We’ll all have our own examples of things we’ve seen in the workplace that were offensive or discriminatory, but which have been brushed aside with ‘it’s only banter’. By way of illustration, 59% of people have overheard the word ‘gay’ used as an insult at work.7 Around 3% of the UK population identify as lesbian, gay, bisexual, transgender or other (LGBT+)8. When you consider members of the BMF employ over 130,000 people, those statistics would suggest that at least 3,000 employees within the sector identify as LGBT+. If that was you and you heard words like ‘gay’ being thrown around as an insult or ‘banter’, would you feel part of a tolerant, inclusive and diverse team?

Whilst sexuality is just one example of the nine characteristics protected by the Equality Act, it does highlight the ease at which groups with similar backgrounds can show a lack of understanding of the sensitivities of minority groups. While some of this might be generational, an industry actively trying to engage more young people can’t fall back on this excuse and needs to be acutely aware of what the younger generation now deem appropriate. You might think ‘love’, ‘darling’ or ‘sweetheart’ is a term of endearment, but to a young, enthusiastic female new-starter in your business, this could be patronising and a repeated reminder that the industry is still primarily a male stomping ground.


So what can you be doing? Here’s a few ideas:

Equal opportunities – a great policy doesn’t need to be long or complex. It can be straight-talking and succinct while still setting out your commitment to an inclusive workplace. The aim is to raise awareness of the culture and environment you want to build and make sure everyone is on the same page should a conflict arise. You’ll need to apply your policy consistently and deal with any breaches under your disciplinary procedure.

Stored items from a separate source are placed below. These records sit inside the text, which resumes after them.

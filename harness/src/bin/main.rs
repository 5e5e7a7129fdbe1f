// SPDX-License-Identifier: GPL-3.0-or-later

use launcher_harness::{args, config, context, modes};
use std::env;
use std::process::ExitCode;

/// Driver function of the application.
fn main() -> anyhow::Result<ExitCode> {
    // Parse the command line arguments first, they can raise the log level.
    let matches = args::cli().get_matches();
    let arguments = args::Arguments::try_from(matches)?;
    // Initialize the logging system.
    init_logging(arguments.verbose);
    // Get the package name and version from Cargo
    let pkg_name = env!("CARGO_PKG_NAME");
    let pkg_version = env!("CARGO_PKG_VERSION");
    log::info!("{pkg_name} v{pkg_version}");
    let os = env::consts::OS;
    let family = env::consts::FAMILY;
    let arch = env::consts::ARCH;
    log::info!("Running on... {family}/{os} {arch}");
    log::info!("{arguments}");

    // Capture application context.
    let context = context::Context::capture()?;
    log::info!("{context}");
    // Load the configuration.
    let configuration = config::Loader::load(&context, &arguments.config)?;
    log::info!("{configuration}");

    // Run the application.
    let application = modes::Mode::configure(context, arguments, configuration)?;
    log::debug!("Configuration complete, running now...");
    let result = application.run();
    log::debug!("Exit code: {result:?}");

    Ok(result)
}

/// `RUST_LOG` decides unless verbosity was asked for on the command line.
fn init_logging(verbose: u8) {
    let mut builder = env_logger::Builder::from_default_env();
    match verbose {
        0 => {}
        1 => {
            builder.filter_level(log::LevelFilter::Info);
        }
        2 => {
            builder.filter_level(log::LevelFilter::Debug);
        }
        _ => {
            builder.filter_level(log::LevelFilter::Trace);
        }
    }
    builder.init();
}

Better Banter – appropriate training will increase understanding and sensitivity within your teams about what is and isn’t acceptable, the risks of discrimination and harassment claims and the potential liability that follows if a claim does arise. Regular training (and keeping a record of it, along with how you’ve communicated your policy within the business) can demonstrate to a tribunal that you’ve taken ‘all reasonable steps’ to prevent discrimination and that any potential claim should be the responsibility of the individual in question and not your business. If you’re interested in Better Banter training, click here to view our upcoming courses.

Reporting lines – an anonymous helpline is a great solution to encourage employees to raise concerns about inappropriate behaviour or language in the workplace. If it’s happening, you need to know about it. Whilst a dedicated helpline might be more appropriate for bigger businesses, smaller teams can nominate an ‘inclusion ambassador’ or someone in the business to be the go-to person should concerns need to be raised.

Support – securing straight-talking, commercial advice at the outset of any challenge involving discrimination or harassment is hugely important. It allows you to act quickly, manage risk and reach an outcome that is right for your business. It’ll help you minimise reputational damage, reduce time and resources spent on the issue, and the costs associated with defending a claim. If you don’t have something in place already, the BMF Intelligent Employment Plus service might be your answer.

The road to a more diverse sector is undoubtedly a long and challenging one. There will be front runners, and those lagging behind the pack. But the journey’s end shouldn’t be simply ticking a box to improve the look of the next corporate report. It should be because we want to improve and grow our businesses, to maximise the opportunities available to those we employ, and to improve the service to our customers.

For more information on how BMF Intelligent Employment Plus can work for your business, get in touch at info@halborns.com or call 0115 718 0333.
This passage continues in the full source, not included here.